And she can ride it if she likes, that is, if she gets it fixed:
I haven't been on a bicycle since 1987. Getting a car negated the need to pedal around New Jersey to get places. In the city I've become quite fond of walking (even before I decided to walk every block of Manhattan), but you ain't getting me on a bike in this town to save your life.
I just don't see it having a happy ending. I don't have the situational awareness to be bombing down some avenue pedaling my little feet off, even with the assurance of some kind of helmet — most likely what Jack Nicholson had in Easy Rider. I've driven way too much in this city to ever want to ride a bike in it. Drivers are just too nuts. Hell, bicyclists in this city are a goddamned pain in the ass too — except for stationary bicyclists, of course.

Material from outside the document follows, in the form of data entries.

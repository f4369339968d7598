//! Timeline configuration - the canonical cast, places and schedule
//!
//! Every derived view (time grid, resolved events, occupancy maps) is a pure
//! function of this struct plus the event list. Edits replace the whole
//! configuration after `validate` succeeds; nothing is patched in place.

use std::collections::HashSet;
use std::num::NonZeroU32;

use serde::{Deserialize, Serialize};

use crate::entities::{Character, Place};
use crate::ids::{CharacterId, PlaceId};
use crate::validation::ValidationErrors;
use crate::value_objects::{ClockTime, Interval, MINUTES_PER_DAY};

/// Maximum number of characters in a scenario
pub const CHARACTER_MAX_COUNT: usize = 10;
/// Minimum number of characters in a scenario
pub const CHARACTER_MIN_COUNT: usize = 1;
/// Maximum number of places in a scenario
pub const PLACE_MAX_COUNT: usize = 10;
/// Maximum number of calendar days a schedule may span
pub const SCHEDULE_MAX_DAYS: u32 = 31;
/// Longest `Lasting` window, in minutes
pub const SCHEDULE_MAX_MINUTES: u32 = SCHEDULE_MAX_DAYS * MINUTES_PER_DAY;

// ============================================================================
// Schedule
// ============================================================================

/// How the end of the scheduled window is expressed.
#[derive(Debug, Clone, Copy, PartialEq, Eq, Serialize, Deserialize)]
#[serde(rename_all = "camelCase")]
pub enum TimeWindow {
    /// Ends at this time of day on the last scenario day.
    Until(ClockTime),
    /// Ends this many minutes after the start; the day count follows from it.
    Lasting(u32),
}

/// Scheduling parameters of the time grid.
#[derive(Debug, Clone, Copy, PartialEq, Eq, Serialize, Deserialize)]
#[serde(rename_all = "camelCase")]
pub struct Schedule {
    pub interval: Interval,
    pub start: ClockTime,
    pub window: TimeWindow,
    /// Number of calendar days spanned when the window is `Until`.
    #[serde(default = "one_day")]
    pub days: NonZeroU32,
}

fn one_day() -> NonZeroU32 {
    NonZeroU32::MIN
}

impl Schedule {
    /// A single-day schedule from `start` until `end`.
    pub fn single_day(interval: Interval, start: ClockTime, end: ClockTime) -> Self {
        Self {
            interval,
            start,
            window: TimeWindow::Until(end),
            days: one_day(),
        }
    }

    pub fn lasting(interval: Interval, start: ClockTime, minutes: u32) -> Self {
        Self {
            interval,
            start,
            window: TimeWindow::Lasting(minutes),
            days: one_day(),
        }
    }

    pub fn over_days(mut self, days: NonZeroU32) -> Self {
        self.days = days;
        self
    }

    pub fn is_multi_day(&self) -> bool {
        self.days.get() > 1
    }

    /// Start of the window in minutes from midnight of day 0.
    pub fn start_offset(&self) -> i64 {
        i64::from(self.start.minutes())
    }

    /// End of the window in minutes from midnight of day 0.
    ///
    /// May precede the start for a malformed single-day schedule.
    pub fn end_offset(&self) -> i64 {
        match self.window {
            TimeWindow::Until(end) => {
                i64::from(self.days.get() - 1) * i64::from(MINUTES_PER_DAY)
                    + i64::from(end.minutes())
            }
            TimeWindow::Lasting(minutes) => self.start_offset() + i64::from(minutes),
        }
    }

    /// Checks the schedule on its own. Imports run this even though they skip
    /// the other configuration rules.
    pub fn validate(&self) -> Result<(), ValidationErrors> {
        let mut errors = ValidationErrors::new();
        self.validate_into(&mut errors);
        errors.into_result()
    }

    fn validate_into(&self, errors: &mut ValidationErrors) {
        if self.start >= ClockTime::END_OF_DAY {
            errors.push("start", "Start time must be before 24:00");
        }
        if self.days.get() > SCHEDULE_MAX_DAYS {
            errors.push(
                "days",
                format!("A scenario can span at most {} days", SCHEDULE_MAX_DAYS),
            );
        }
        match self.window {
            TimeWindow::Until(end) => {
                if !self.is_multi_day() && self.start >= end {
                    errors.push("end", "End time must be after start time");
                }
            }
            TimeWindow::Lasting(0) => {
                errors.push("window", "Duration must be longer than 00:00");
            }
            TimeWindow::Lasting(minutes) if minutes > SCHEDULE_MAX_MINUTES => {
                errors.push(
                    "window",
                    format!("Duration must not exceed {} days", SCHEDULE_MAX_DAYS),
                );
            }
            TimeWindow::Lasting(_) => {}
        }
    }
}

impl Default for Schedule {
    fn default() -> Self {
        Self::single_day(
            Interval::default(),
            ClockTime::from_minutes(10 * 60).unwrap_or(ClockTime::MIDNIGHT),
            ClockTime::from_minutes(12 * 60 + 30).unwrap_or(ClockTime::END_OF_DAY),
        )
    }
}

// ============================================================================
// TimelineConfig
// ============================================================================

/// Cast, places and schedule of one scenario.
#[derive(Debug, Clone, PartialEq, Eq, Serialize, Deserialize, Default)]
#[serde(rename_all = "camelCase")]
pub struct TimelineConfig {
    pub schedule: Schedule,
    #[serde(default)]
    pub characters: Vec<Character>,
    #[serde(default)]
    pub places: Vec<Place>,
}

impl TimelineConfig {
    pub fn new(schedule: Schedule) -> Self {
        Self {
            schedule,
            characters: Vec::new(),
            places: Vec::new(),
        }
    }

    pub fn with_characters(mut self, characters: Vec<Character>) -> Self {
        self.characters = characters;
        self.sort_entries();
        self
    }

    pub fn with_places(mut self, places: Vec<Place>) -> Self {
        self.places = places;
        self.sort_entries();
        self
    }

    pub fn character(&self, id: CharacterId) -> Option<&Character> {
        self.characters.iter().find(|c| c.id == id)
    }

    pub fn place(&self, id: PlaceId) -> Option<&Place> {
        self.places.iter().find(|p| p.id == id)
    }

    /// Characters eligible to testify: the cast followed by the NPC.
    pub fn witnesses(&self) -> Vec<Character> {
        self.characters
            .iter()
            .cloned()
            .chain(std::iter::once(Character::npc()))
            .collect()
    }

    pub fn witness(&self, id: CharacterId) -> Option<Character> {
        if id.is_npc() {
            return Some(Character::npc());
        }
        self.character(id).cloned()
    }

    /// Restores display order after an edit. Stable, so equal keys keep insertion order.
    pub fn sort_entries(&mut self) {
        self.characters.sort_by_key(|c| c.sort);
        self.places.sort_by_key(|p| p.sort);
    }

    /// Checks every cross-field rule and reports all failures at once.
    pub fn validate(&self) -> Result<(), ValidationErrors> {
        let mut errors = ValidationErrors::new();

        self.schedule.validate_into(&mut errors);

        if self.characters.len() < CHARACTER_MIN_COUNT {
            errors.push("characters", "Add at least 1 character");
        } else if self.characters.len() > CHARACTER_MAX_COUNT {
            errors.push(
                "characters",
                format!("At most {} characters can be registered", CHARACTER_MAX_COUNT),
            );
        }
        let mut seen = HashSet::new();
        for character in &self.characters {
            if character.id.is_npc() {
                errors.push("characters", "The NPC witness id is reserved");
            } else if !seen.insert(character.id) {
                errors.push("characters", format!("Duplicate character id {}", character.id));
            }
        }

        if self.places.len() > PLACE_MAX_COUNT {
            errors.push(
                "places",
                format!("At most {} places can be registered", PLACE_MAX_COUNT),
            );
        }
        let mut seen = HashSet::new();
        for place in &self.places {
            if !seen.insert(place.id) {
                errors.push("places", format!("Duplicate place id {}", place.id));
            }
        }

        errors.into_result()
    }
}

#[cfg(test)]
mod tests {
    use super::*;
    use crate::value_objects::{CharacterName, PlaceName};

    fn hm(s: &str) -> ClockTime {
        s.parse().unwrap()
    }

    fn interval(s: &str) -> Interval {
        s.parse().unwrap()
    }

    fn cast(n: usize) -> Vec<Character> {
        (0..n)
            .map(|i| {
                Character::new(CharacterName::new(format!("C{}", i)).unwrap())
                    .with_sort(i as u32 + 1)
            })
            .collect()
    }

    fn valid_config() -> TimelineConfig {
        TimelineConfig::new(Schedule::single_day(interval("01:00"), hm("18:00"), hm("23:00")))
            .with_characters(cast(3))
    }

    #[test]
    fn valid_config_passes() {
        assert_eq!(valid_config().validate(), Ok(()));
    }

    #[test]
    fn cast_size_is_bounded() {
        let empty = valid_config().with_characters(Vec::new());
        let errors = empty.validate().unwrap_err();
        assert_eq!(errors.for_field("characters"), Some("Add at least 1 character"));

        let crowded = valid_config().with_characters(cast(11));
        assert!(crowded.validate().unwrap_err().for_field("characters").is_some());

        let full = valid_config().with_characters(cast(10));
        assert!(full.validate().is_ok());
    }

    #[test]
    fn place_count_is_bounded() {
        let places = (0..11)
            .map(|i| Place::new(PlaceName::new(format!("P{}", i)).unwrap()))
            .collect();
        let errors = valid_config().with_places(places).validate().unwrap_err();
        assert!(errors.for_field("places").is_some());
    }

    #[test]
    fn inverted_single_day_window_is_rejected() {
        let mut config = valid_config();
        config.schedule = Schedule::single_day(interval("01:00"), hm("20:00"), hm("18:00"));
        let errors = config.validate().unwrap_err();
        assert_eq!(errors.for_field("end"), Some("End time must be after start time"));
    }

    #[test]
    fn multi_day_window_may_end_earlier_in_the_day() {
        let mut config = valid_config();
        config.schedule = Schedule::single_day(interval("01:00"), hm("20:00"), hm("02:00"))
            .over_days(NonZeroU32::new(2).unwrap());
        assert!(config.validate().is_ok());
        assert_eq!(config.schedule.end_offset(), 1440 + 120);
    }

    #[test]
    fn duplicate_and_reserved_ids_are_reported() {
        let mut characters = cast(2);
        characters[1].id = characters[0].id;
        let errors = valid_config().with_characters(characters).validate().unwrap_err();
        assert!(errors.for_field("characters").unwrap().starts_with("Duplicate"));

        let mut characters = cast(1);
        characters[0].id = CharacterId::NPC;
        let errors = valid_config().with_characters(characters).validate().unwrap_err();
        assert_eq!(errors.for_field("characters"), Some("The NPC witness id is reserved"));
    }

    #[test]
    fn witnesses_append_the_npc() {
        let config = valid_config();
        let witnesses = config.witnesses();
        assert_eq!(witnesses.len(), 4);
        assert!(witnesses.last().unwrap().is_npc());
        assert!(config.witness(CharacterId::NPC).is_some());
        assert!(config.witness(CharacterId::new()).is_none());
    }

    #[test]
    fn characters_are_kept_in_sort_order() {
        let mut characters = cast(3);
        characters.reverse();
        let config = valid_config().with_characters(characters);
        let sorts: Vec<u32> = config.characters.iter().map(|c| c.sort).collect();
        assert_eq!(sorts, vec![1, 2, 3]);
    }

    #[test]
    fn day_count_and_duration_are_bounded() {
        let mut config = valid_config();
        config.schedule = Schedule::single_day(interval("01:00"), hm("20:00"), hm("02:00"))
            .over_days(NonZeroU32::new(SCHEDULE_MAX_DAYS).unwrap());
        assert!(config.validate().is_ok());

        config.schedule = config
            .schedule
            .over_days(NonZeroU32::new(200_000_000).unwrap());
        let errors = config.validate().unwrap_err();
        assert_eq!(errors.for_field("days"), Some("A scenario can span at most 31 days"));

        let endless = Schedule::lasting(interval("00:30"), hm("22:00"), SCHEDULE_MAX_MINUTES + 1);
        assert!(endless.validate().unwrap_err().for_field("window").is_some());
        let longest = Schedule::lasting(interval("00:30"), hm("22:00"), SCHEDULE_MAX_MINUTES);
        assert!(longest.validate().is_ok());
    }

    #[test]
    fn lasting_window_end_offset() {
        let schedule = Schedule::lasting(interval("00:30"), hm("22:00"), 180);
        assert_eq!(schedule.end_offset(), 22 * 60 + 180);
    }

    #[test]
    fn schedule_serializes_as_hm_strings() {
        let schedule = Schedule::single_day(interval("00:30"), hm("10:00"), hm("12:30"));
        let json = serde_json::to_value(schedule).unwrap();
        assert_eq!(json["interval"], "00:30");
        assert_eq!(json["start"], "10:00");
        assert_eq!(json["window"]["until"], "12:30");
        assert_eq!(json["days"], 1);
    }
}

And now I hear it's a new trend with the awful hipster crowd not to have brakes on your bicycle, and they even have some sort of stupid nickname for it that eludes me at the moment (and I'm not trying very hard to remember it. crap I just did.) They're called, "fixies," as in fixed gear.
When I was a kid, ALL BIKES WERE FIXED GEAR! But we didn't call them "fixies," we called them BIKES. And if the chain broke, you had better enough sense to take one of your feet and jam it against the rear wheel before you wound up going headlong into a garage door. I didn't learn that trick until I was a teenager.
The one time I can remember dropping a chain it was the fall, so I aimed my Schwinn (or maybe it was my Huffy, which weighed around 80 or 90 pounds — or so it felt to me), at a bag of leaves, thinking it would be akin to landing in a pile of foam.
I'm sure Dr. Michio Kaku could describe it better than me, but the bag of leaves abruptly stopped the bicycle, yet I kept on traveling forward through both time and space. I probably didn't land far from the bike, but this fish story grew so much I can't tell you much else besides that I had the wind knocked out of me, and was probably crying, hurt a lot less for all the commotion I was making.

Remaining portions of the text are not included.